What to do — Make a word-for-word copy of the entries below from their first line through the line with "default_value = crate::defaults::BINARY, help_heading", and add nothing.

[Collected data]
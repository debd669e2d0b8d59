use crate::error::DriverError;
use crate::metrics::{ChannelLabels, OutputFormat};
use crate::patcher::FlagMarker;
use crate::space::{ConfigurationSpace, Scenario, MAX_POWER_SET_FLAGS};
use crate::utils::validate_flag_name;
use clap::{Parser, ValueEnum};
use serde::{Deserialize, Serialize};
use std::collections::HashSet;
use std::num::NonZeroUsize;
use std::path::PathBuf;

/// Ring benchmark driver - sweeps compile-time feature flags and reports mean latencies
#[derive(Parser, Debug)]
#[clap(version, about, long_about = None)]
pub struct Args {
    /// Warm-up runs per configuration (results discarded)
    #[clap(value_name = "WARMUP_RUNS")]
    pub warmup_runs: usize,

    /// Measurement runs per configuration (at least 1)
    #[clap(value_name = "MEASUREMENT_RUNS")]
    pub measurement_runs: NonZeroUsize,

    /// Directory the build and the benchmark binary run in
    #[clap(long, default_value = ".", help_heading = "Project")]
    pub project_dir: PathBuf,

    /// Source file holding the flag markers, relative to the project directory
    #[clap(long, default_value = crate::defaults::SOURCE_FILE, help_heading = "Project")]
    pub source: PathBuf,

    /// Built benchmark binary, relative to the project directory
    #[clap(long, default_value = crate::defaults::BINARY, help_heading = "Project")]
    pub binary: PathBuf,

    /// Build program
    #[clap(long, default_value = crate::defaults::BUILD_COMMAND, help_heading = "Project")]
    pub build_command: String,

    /// Extra argument for the build program (repeatable)
    #[clap(long = "build-arg", allow_hyphen_values = true, help_heading = "Project")]
    pub build_args: Vec<String>,

    /// Comma-separated flag names, in the order used for enumeration and reporting
    #[clap(long, value_delimiter = ',', default_values_t = crate::defaults::FLAGS.iter().map(|s| s.to_string()).collect::<Vec<_>>(), help_heading = "Sweep")]
    pub flags: Vec<String>,

    /// How configurations are enumerated
    #[clap(long, value_enum, default_value_t = SpaceKind::PowerSet, help_heading = "Sweep")]
    pub space: SpaceKind,

    /// Which pair of measurements the binary prints
    #[clap(long, value_enum, default_value_t = ChannelSet::EnqueueDequeue, help_heading = "Output")]
    pub channels: ChannelSet,

    /// Override the first channel's label
    #[clap(long, help_heading = "Output")]
    pub channel_a_label: Option<String>,

    /// Override the second channel's label
    #[clap(long, help_heading = "Output")]
    pub channel_b_label: Option<String>,

    /// Format of the measurements in the binary's output
    #[clap(long, value_enum, default_value_t = OutputFormatArg::Labeled, help_heading = "Output")]
    pub output_format: OutputFormatArg,

    /// Abort the sweep when the benchmark binary exits unsuccessfully
    #[clap(long, default_value_t = false)]
    pub strict_exit: bool,

    /// Write a JSON summary of the sweep to this file
    #[clap(short = 'o', long, help_heading = "Output")]
    pub output_file: Option<PathBuf>,

    /// Verbose output
    #[clap(short = 'v', long, default_value_t = false)]
    pub verbose: bool,
}

/// Configuration enumeration strategy
#[derive(Clone, Copy, Debug, PartialEq, Eq, ValueEnum, Serialize, Deserialize)]
#[serde(rename_all = "snake_case")]
pub enum SpaceKind {
    /// Every combination of the flags
    #[clap(name = "power-set")]
    PowerSet,

    /// The curated SPSC/MPSC x 1/2-thread scenarios
    #[clap(name = "scenarios")]
    Scenarios,
}

/// Channel label sets exposed by the benchmark modes
#[derive(Clone, Copy, Debug, PartialEq, Eq, ValueEnum)]
pub enum ChannelSet {
    /// `enqueue` and `dequeue`
    #[clap(name = "enqueue-dequeue")]
    EnqueueDequeue,

    /// `owner dequeue` and `guest enqueue`
    #[clap(name = "owner-guest")]
    OwnerGuest,
}

#[derive(Clone, Copy, Debug, PartialEq, Eq, ValueEnum)]
pub enum OutputFormatArg {
    /// `label: <value> ns` log lines
    #[clap(name = "labeled")]
    Labeled,

    /// One `key=value` record per line
    #[clap(name = "key-value")]
    KeyValue,
}

impl std::fmt::Display for SpaceKind {
    fn fmt(&self, f: &mut std::fmt::Formatter<'_>) -> std::fmt::Result {
        match self {
            SpaceKind::PowerSet => write!(f, "Power Set"),
            SpaceKind::Scenarios => write!(f, "Scenarios"),
        }
    }
}

impl From<OutputFormatArg> for OutputFormat {
    fn from(arg: OutputFormatArg) -> Self {
        match arg {
            OutputFormatArg::Labeled => OutputFormat::Labeled,
            OutputFormatArg::KeyValue => OutputFormat::KeyValue,
        }
    }
}

/// Validated driver configuration derived from `Args`
#[derive(Clone, Debug)]
pub struct DriverConfig {
    pub warmup_runs: usize,
    pub measurement_runs: NonZeroUsize,
    pub project_dir: PathBuf,
    pub source: PathBuf,
    pub binary: PathBuf,
    pub build_command: String,
    pub build_args: Vec<String>,
    pub markers: Vec<FlagMarker>,
    pub space: SpaceKind,
    pub scenarios: Vec<Scenario>,
    pub labels: ChannelLabels,
    pub output_format: OutputFormat,
    pub strict_exit: bool,
    pub output_file: Option<PathBuf>,
}

impl DriverConfig {
    /// Convert and validate parsed arguments
    ///
    /// ## Validation
    /// - Flag names are unique C identifiers
    /// - A power set spans at most `MAX_POWER_SET_FLAGS` flags
    /// - Every flag a scenario enables is among `--flags`
    /// - Channel labels are non-empty and distinct
    pub fn from_args(args: &Args) -> Result<Self, DriverError> {
        let mut seen = HashSet::new();
        for flag in &args.flags {
            validate_flag_name(flag).map_err(|e| DriverError::Usage(e.to_string()))?;
            if !seen.insert(flag.as_str()) {
                return Err(DriverError::Usage(format!("flag {} listed twice", flag)));
            }
        }

        let scenarios = match args.space {
            SpaceKind::PowerSet if args.flags.len() > MAX_POWER_SET_FLAGS => {
                return Err(DriverError::Usage(format!(
                    "a power set over {} flags is too large (at most {})",
                    args.flags.len(),
                    MAX_POWER_SET_FLAGS
                )));
            }
            SpaceKind::PowerSet => Vec::new(),
            SpaceKind::Scenarios => {
                let scenarios = Scenario::ring_modes();
                for scenario in &scenarios {
                    if let Some(missing) = scenario.enabled.iter().find(|f| !seen.contains(f.as_str())) {
                        return Err(DriverError::Usage(format!(
                            "scenario {:?} needs flag {} which is not in --flags",
                            scenario.name, missing
                        )));
                    }
                }
                scenarios
            }
        };

        let mut labels = match args.channels {
            ChannelSet::EnqueueDequeue => ChannelLabels::enqueue_dequeue(),
            ChannelSet::OwnerGuest => ChannelLabels::owner_guest(),
        };
        if let Some(ref label) = args.channel_a_label {
            labels.channel_a = label.clone();
        }
        if let Some(ref label) = args.channel_b_label {
            labels.channel_b = label.clone();
        }
        if labels.channel_a.trim().is_empty() || labels.channel_b.trim().is_empty() {
            return Err(DriverError::Usage("channel labels cannot be empty".to_string()));
        }
        if labels.channel_a == labels.channel_b {
            return Err(DriverError::Usage(format!(
                "both channels are labelled {:?}",
                labels.channel_a
            )));
        }

        Ok(Self {
            warmup_runs: args.warmup_runs,
            measurement_runs: args.measurement_runs,
            project_dir: args.project_dir.clone(),
            source: args.source.clone(),
            binary: args.binary.clone(),
            build_command: args.build_command.clone(),
            build_args: args.build_args.clone(),
            markers: args.flags.iter().map(|f| FlagMarker::define(f)).collect(),
            space: args.space,
            scenarios,
            labels,
            output_format: args.output_format.into(),
            strict_exit: args.strict_exit,
            output_file: args.output_file.clone(),
        })
    }

    pub fn flag_names(&self) -> Vec<&str> {
        self.markers.iter().map(|m| m.name.as_str()).collect()
    }

    /// The configurations this driver will sweep, in order
    pub fn configuration_space(&self) -> ConfigurationSpace {
        match self.space {
            SpaceKind::PowerSet => ConfigurationSpace::power_set(&self.flag_names()),
            SpaceKind::Scenarios => ConfigurationSpace::scenarios(&self.flag_names(), &self.scenarios),
        }
    }

    /// Source path resolved against the project directory
    pub fn source_path(&self) -> PathBuf {
        self.project_dir.join(&self.source)
    }
}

Answer area —
repository debd669e2d0b8d59
use crate::error::DriverError;
use crate::metrics::{ChannelLabels, OutputFormat};
use crate::patcher::FlagMarker;
use crate::space::{ConfigurationSpace, Scenario, MAX_POWER_SET_FLAGS};
use crate::utils::validate_flag_name;
use clap::{Parser, ValueEnum};
use serde::{Deserialize, Serialize};
use std::collections::HashSet;
use std::num::NonZeroUsize;
use std::path::PathBuf;

/// Ring benchmark driver - sweeps compile-time feature flags and reports mean latencies
#[derive(Parser, Debug)]
#[clap(version, about, long_about = None)]
pub struct Args {
    /// Warm-up runs per configuration (results discarded)
    #[clap(value_name = "WARMUP_RUNS")]
    pub warmup_runs: usize,

    /// Measurement runs per configuration (at least 1)
    #[clap(value_name = "MEASUREMENT_RUNS")]
    pub measurement_runs: NonZeroUsize,

    /// Directory the build and the benchmark binary run in
    #[clap(long, default_value = ".", help_heading = "Project")]
    pub project_dir: PathBuf,

    /// Source file holding the flag markers, relative to the project directory
    #[clap(long, default_value = crate::defaults::SOURCE_FILE, help_heading = "Project")]
    pub source: PathBuf,

    /// Built benchmark binary, relative to the project directory
    #[clap(long, default_value = crate::defaults::BINARY, help_heading = "Project")]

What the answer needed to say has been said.